Saved data entries:
==============================
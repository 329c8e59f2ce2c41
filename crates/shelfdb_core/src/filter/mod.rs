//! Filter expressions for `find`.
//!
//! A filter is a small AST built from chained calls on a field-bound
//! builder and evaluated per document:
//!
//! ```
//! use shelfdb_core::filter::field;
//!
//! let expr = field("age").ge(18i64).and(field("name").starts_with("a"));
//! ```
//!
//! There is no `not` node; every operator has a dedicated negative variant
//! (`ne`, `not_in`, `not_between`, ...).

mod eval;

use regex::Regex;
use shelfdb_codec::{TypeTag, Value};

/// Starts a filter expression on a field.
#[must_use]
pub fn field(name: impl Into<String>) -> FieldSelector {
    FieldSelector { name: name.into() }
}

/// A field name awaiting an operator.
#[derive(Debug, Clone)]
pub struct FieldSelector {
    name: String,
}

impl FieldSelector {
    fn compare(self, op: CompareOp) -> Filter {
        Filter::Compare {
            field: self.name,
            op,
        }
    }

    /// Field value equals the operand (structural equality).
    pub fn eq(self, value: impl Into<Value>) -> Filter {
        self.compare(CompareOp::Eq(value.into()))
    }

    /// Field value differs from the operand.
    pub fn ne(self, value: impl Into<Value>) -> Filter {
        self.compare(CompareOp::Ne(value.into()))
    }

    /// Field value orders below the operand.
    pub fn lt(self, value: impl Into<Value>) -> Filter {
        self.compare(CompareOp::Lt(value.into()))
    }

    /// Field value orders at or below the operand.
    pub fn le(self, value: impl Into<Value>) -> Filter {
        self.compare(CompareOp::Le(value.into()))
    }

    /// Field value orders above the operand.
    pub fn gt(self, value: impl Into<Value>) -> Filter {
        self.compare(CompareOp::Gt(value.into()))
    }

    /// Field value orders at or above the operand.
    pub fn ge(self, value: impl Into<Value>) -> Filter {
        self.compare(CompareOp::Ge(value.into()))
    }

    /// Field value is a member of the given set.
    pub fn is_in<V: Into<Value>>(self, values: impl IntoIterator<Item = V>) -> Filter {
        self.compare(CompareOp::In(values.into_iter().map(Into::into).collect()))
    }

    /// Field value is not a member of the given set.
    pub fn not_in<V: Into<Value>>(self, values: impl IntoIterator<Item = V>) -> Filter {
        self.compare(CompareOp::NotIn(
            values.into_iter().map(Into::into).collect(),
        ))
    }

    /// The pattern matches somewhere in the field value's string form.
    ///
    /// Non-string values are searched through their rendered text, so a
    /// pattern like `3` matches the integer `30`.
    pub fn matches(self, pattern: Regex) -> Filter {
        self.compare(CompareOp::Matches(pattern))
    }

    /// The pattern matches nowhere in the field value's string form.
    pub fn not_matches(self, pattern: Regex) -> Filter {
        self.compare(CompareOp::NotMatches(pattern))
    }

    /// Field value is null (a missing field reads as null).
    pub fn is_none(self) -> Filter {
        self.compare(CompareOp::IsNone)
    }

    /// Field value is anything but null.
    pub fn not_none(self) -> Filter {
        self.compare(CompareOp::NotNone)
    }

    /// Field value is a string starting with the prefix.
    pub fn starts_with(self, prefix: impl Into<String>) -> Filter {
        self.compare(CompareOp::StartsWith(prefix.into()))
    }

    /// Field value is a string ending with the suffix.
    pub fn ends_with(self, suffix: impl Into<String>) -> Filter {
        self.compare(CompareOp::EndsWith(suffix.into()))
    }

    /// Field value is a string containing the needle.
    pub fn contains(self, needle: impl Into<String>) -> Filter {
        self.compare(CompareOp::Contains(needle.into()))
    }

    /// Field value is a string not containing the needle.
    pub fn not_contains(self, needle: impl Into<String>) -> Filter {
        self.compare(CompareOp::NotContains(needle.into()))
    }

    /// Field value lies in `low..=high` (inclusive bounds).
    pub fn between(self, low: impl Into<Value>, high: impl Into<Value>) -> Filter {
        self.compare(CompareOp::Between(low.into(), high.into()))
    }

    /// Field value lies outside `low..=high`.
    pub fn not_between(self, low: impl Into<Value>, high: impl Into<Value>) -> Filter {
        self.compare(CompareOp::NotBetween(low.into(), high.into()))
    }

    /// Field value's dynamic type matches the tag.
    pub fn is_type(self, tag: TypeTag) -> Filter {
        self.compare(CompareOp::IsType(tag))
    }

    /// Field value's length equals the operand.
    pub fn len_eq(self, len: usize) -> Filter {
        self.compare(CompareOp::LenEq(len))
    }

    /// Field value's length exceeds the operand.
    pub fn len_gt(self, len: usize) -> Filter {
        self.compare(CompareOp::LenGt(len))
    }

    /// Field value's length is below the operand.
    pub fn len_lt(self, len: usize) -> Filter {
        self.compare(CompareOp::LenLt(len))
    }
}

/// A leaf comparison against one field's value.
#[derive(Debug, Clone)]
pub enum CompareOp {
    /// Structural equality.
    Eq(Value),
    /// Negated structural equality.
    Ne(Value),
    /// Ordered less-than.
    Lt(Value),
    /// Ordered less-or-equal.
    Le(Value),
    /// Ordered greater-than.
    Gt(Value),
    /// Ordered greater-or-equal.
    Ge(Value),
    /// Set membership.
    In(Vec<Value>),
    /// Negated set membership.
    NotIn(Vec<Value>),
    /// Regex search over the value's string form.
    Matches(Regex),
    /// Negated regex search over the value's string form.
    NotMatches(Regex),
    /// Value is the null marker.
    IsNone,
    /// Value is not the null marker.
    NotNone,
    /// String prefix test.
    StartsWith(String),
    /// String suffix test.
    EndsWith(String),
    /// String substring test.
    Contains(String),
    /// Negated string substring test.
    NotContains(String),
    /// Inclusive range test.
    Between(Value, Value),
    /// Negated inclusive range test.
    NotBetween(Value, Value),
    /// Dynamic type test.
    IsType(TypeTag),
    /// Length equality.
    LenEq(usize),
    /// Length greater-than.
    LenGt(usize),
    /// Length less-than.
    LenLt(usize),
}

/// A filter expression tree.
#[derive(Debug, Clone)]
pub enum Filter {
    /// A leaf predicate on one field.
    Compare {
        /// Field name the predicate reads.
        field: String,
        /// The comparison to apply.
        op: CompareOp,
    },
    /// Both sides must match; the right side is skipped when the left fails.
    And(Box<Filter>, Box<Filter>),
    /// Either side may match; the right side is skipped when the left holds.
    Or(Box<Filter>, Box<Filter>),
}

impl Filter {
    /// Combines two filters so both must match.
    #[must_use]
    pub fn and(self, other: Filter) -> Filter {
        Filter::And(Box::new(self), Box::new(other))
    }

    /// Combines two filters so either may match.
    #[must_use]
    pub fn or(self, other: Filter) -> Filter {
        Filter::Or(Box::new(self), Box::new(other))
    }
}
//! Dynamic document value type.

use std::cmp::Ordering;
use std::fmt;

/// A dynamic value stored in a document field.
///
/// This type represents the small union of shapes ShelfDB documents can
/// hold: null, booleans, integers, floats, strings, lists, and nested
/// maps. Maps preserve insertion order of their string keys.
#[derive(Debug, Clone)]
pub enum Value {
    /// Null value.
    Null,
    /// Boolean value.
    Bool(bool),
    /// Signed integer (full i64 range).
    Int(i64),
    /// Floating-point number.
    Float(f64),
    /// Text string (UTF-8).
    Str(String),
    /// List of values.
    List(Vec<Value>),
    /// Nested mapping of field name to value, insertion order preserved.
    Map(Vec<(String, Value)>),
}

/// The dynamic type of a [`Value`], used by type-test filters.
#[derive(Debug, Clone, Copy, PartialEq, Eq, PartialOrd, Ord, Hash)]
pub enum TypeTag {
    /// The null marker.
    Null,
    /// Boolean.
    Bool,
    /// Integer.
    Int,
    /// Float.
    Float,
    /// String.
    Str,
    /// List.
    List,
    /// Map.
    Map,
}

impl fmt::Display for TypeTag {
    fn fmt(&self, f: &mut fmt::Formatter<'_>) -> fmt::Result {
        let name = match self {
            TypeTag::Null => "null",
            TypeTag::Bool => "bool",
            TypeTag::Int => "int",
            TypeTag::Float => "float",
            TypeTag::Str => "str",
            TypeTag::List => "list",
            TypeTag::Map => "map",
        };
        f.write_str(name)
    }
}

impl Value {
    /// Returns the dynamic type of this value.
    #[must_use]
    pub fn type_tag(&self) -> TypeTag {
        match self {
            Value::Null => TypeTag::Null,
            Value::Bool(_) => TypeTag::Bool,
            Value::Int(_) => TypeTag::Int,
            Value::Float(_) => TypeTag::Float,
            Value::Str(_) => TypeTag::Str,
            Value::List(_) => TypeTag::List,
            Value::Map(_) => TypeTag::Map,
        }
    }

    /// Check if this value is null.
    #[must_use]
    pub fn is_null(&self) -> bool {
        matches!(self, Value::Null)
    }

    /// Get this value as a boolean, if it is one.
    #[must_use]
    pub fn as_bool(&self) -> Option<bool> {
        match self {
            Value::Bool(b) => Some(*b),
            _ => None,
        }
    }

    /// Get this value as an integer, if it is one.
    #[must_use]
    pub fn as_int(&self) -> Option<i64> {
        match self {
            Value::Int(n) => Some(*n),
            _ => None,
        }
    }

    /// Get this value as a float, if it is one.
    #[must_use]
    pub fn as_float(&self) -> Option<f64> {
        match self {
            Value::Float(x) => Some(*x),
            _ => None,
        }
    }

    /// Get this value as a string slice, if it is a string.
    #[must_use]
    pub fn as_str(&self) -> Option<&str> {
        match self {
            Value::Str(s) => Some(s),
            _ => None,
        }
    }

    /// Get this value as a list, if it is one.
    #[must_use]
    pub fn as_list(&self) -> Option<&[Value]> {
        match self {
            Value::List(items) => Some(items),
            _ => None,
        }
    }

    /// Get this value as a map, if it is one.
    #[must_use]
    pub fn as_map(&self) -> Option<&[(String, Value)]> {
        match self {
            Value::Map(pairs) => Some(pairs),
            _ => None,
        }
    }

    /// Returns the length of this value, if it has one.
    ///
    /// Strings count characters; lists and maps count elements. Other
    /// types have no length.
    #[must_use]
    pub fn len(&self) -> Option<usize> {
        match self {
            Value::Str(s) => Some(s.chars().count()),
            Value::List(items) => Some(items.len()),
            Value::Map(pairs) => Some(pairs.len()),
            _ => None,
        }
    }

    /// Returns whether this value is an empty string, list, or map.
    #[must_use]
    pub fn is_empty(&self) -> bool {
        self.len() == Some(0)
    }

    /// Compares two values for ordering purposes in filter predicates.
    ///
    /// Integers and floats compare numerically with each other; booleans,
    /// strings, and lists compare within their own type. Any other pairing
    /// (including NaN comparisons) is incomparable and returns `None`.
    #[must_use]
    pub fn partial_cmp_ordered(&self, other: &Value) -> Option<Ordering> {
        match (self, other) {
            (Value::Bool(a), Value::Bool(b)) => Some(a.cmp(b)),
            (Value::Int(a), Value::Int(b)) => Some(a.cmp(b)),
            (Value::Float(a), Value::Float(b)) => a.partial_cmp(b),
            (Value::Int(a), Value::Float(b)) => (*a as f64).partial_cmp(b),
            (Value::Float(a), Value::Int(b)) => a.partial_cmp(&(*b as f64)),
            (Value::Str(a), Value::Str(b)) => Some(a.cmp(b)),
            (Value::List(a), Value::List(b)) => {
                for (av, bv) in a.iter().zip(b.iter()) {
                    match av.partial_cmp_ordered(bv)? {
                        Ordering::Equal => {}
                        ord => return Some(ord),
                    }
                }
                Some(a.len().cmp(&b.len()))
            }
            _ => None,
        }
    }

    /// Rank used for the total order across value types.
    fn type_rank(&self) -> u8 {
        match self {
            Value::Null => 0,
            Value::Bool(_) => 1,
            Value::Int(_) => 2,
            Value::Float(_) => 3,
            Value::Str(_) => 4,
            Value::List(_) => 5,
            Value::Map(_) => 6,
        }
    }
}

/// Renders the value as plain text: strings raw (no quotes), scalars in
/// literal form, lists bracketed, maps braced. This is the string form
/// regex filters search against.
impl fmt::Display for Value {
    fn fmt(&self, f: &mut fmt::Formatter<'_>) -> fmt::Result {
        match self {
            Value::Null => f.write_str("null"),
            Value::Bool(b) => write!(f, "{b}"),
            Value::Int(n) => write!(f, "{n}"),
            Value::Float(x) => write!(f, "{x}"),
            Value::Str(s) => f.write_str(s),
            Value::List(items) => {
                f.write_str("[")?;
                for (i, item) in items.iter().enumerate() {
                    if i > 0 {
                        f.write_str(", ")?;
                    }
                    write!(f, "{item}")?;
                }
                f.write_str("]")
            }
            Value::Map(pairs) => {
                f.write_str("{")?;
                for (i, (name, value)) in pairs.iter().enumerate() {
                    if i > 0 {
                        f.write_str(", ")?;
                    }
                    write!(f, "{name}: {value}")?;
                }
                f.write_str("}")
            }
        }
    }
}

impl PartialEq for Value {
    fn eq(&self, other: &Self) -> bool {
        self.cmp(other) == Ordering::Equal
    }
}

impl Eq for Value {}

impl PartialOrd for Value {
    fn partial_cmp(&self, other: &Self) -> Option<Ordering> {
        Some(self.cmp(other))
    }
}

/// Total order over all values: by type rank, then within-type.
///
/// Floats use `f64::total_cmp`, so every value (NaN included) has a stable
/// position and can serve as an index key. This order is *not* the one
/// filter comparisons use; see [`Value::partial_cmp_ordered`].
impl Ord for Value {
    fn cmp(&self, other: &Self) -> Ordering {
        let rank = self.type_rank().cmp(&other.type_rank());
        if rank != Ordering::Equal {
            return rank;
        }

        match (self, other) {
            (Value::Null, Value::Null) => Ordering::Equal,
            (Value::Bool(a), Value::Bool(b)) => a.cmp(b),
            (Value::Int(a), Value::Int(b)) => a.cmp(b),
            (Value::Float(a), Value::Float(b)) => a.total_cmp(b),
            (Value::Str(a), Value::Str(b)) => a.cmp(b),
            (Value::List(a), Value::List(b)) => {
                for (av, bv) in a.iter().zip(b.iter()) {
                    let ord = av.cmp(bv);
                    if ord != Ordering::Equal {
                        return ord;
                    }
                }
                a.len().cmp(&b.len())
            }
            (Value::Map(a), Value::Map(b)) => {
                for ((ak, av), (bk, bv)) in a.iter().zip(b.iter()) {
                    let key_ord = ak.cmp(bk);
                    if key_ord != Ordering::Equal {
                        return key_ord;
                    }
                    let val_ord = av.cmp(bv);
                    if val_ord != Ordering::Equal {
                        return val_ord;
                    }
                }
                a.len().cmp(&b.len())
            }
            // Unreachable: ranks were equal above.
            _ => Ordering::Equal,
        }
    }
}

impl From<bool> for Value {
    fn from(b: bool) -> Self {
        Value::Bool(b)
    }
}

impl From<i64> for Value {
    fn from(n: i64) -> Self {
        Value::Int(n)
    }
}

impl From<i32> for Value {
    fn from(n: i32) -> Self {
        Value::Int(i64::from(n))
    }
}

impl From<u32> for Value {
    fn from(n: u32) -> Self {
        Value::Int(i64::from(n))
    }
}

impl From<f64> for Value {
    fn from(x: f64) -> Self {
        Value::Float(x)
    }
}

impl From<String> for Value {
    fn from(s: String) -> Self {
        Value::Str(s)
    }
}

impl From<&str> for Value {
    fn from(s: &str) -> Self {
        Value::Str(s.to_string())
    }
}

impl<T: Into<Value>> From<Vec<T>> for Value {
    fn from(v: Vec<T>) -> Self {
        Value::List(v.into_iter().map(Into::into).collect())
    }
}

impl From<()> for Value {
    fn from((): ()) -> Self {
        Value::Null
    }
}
==============================
__DIRECTIONS FOR THIS TASK__. Counting only lines above that contain the string "enumerate", report how many there are and write nothing further.

__COMPLETED TASK__. 2